[Provided records Boundary: Start]
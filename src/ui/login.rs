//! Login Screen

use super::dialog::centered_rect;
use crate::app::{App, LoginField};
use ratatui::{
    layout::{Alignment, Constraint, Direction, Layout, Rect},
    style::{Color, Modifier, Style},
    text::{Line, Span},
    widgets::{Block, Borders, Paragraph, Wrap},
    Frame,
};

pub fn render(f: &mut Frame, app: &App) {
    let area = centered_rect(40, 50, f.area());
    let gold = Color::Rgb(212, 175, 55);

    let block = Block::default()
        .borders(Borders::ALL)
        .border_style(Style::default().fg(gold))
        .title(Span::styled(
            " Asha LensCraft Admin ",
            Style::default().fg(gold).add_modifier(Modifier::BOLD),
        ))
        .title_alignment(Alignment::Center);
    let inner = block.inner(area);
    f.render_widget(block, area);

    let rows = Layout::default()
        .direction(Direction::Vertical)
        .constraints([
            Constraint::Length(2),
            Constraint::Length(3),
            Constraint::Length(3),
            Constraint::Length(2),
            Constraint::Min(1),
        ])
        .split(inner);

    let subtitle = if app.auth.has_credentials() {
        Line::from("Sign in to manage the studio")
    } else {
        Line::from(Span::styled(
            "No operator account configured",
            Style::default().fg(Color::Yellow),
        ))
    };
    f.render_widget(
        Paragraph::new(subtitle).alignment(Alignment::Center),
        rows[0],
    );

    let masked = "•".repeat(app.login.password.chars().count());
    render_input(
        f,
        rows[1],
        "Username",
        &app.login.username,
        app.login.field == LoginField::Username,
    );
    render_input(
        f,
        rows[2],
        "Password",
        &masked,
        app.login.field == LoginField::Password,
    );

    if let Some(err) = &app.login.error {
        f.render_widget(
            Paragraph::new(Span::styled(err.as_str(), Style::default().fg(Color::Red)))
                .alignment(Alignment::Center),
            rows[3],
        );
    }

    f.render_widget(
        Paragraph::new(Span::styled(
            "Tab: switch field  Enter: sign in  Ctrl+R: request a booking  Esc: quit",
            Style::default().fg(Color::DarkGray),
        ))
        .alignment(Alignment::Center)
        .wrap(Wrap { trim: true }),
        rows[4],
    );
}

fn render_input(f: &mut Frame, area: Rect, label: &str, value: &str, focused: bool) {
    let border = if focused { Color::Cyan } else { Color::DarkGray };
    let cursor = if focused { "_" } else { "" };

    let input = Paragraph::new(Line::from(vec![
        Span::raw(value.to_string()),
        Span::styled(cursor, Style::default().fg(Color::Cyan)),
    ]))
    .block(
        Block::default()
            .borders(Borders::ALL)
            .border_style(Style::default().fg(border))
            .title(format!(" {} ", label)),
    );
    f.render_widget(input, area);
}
[Provided records Boundary: End]
* **Work required**
Using the data above, return every line that contains the string "masked".

* **Exercise solution**
    let masked = "•".repeat(app.login.password.chars().count());
        &masked,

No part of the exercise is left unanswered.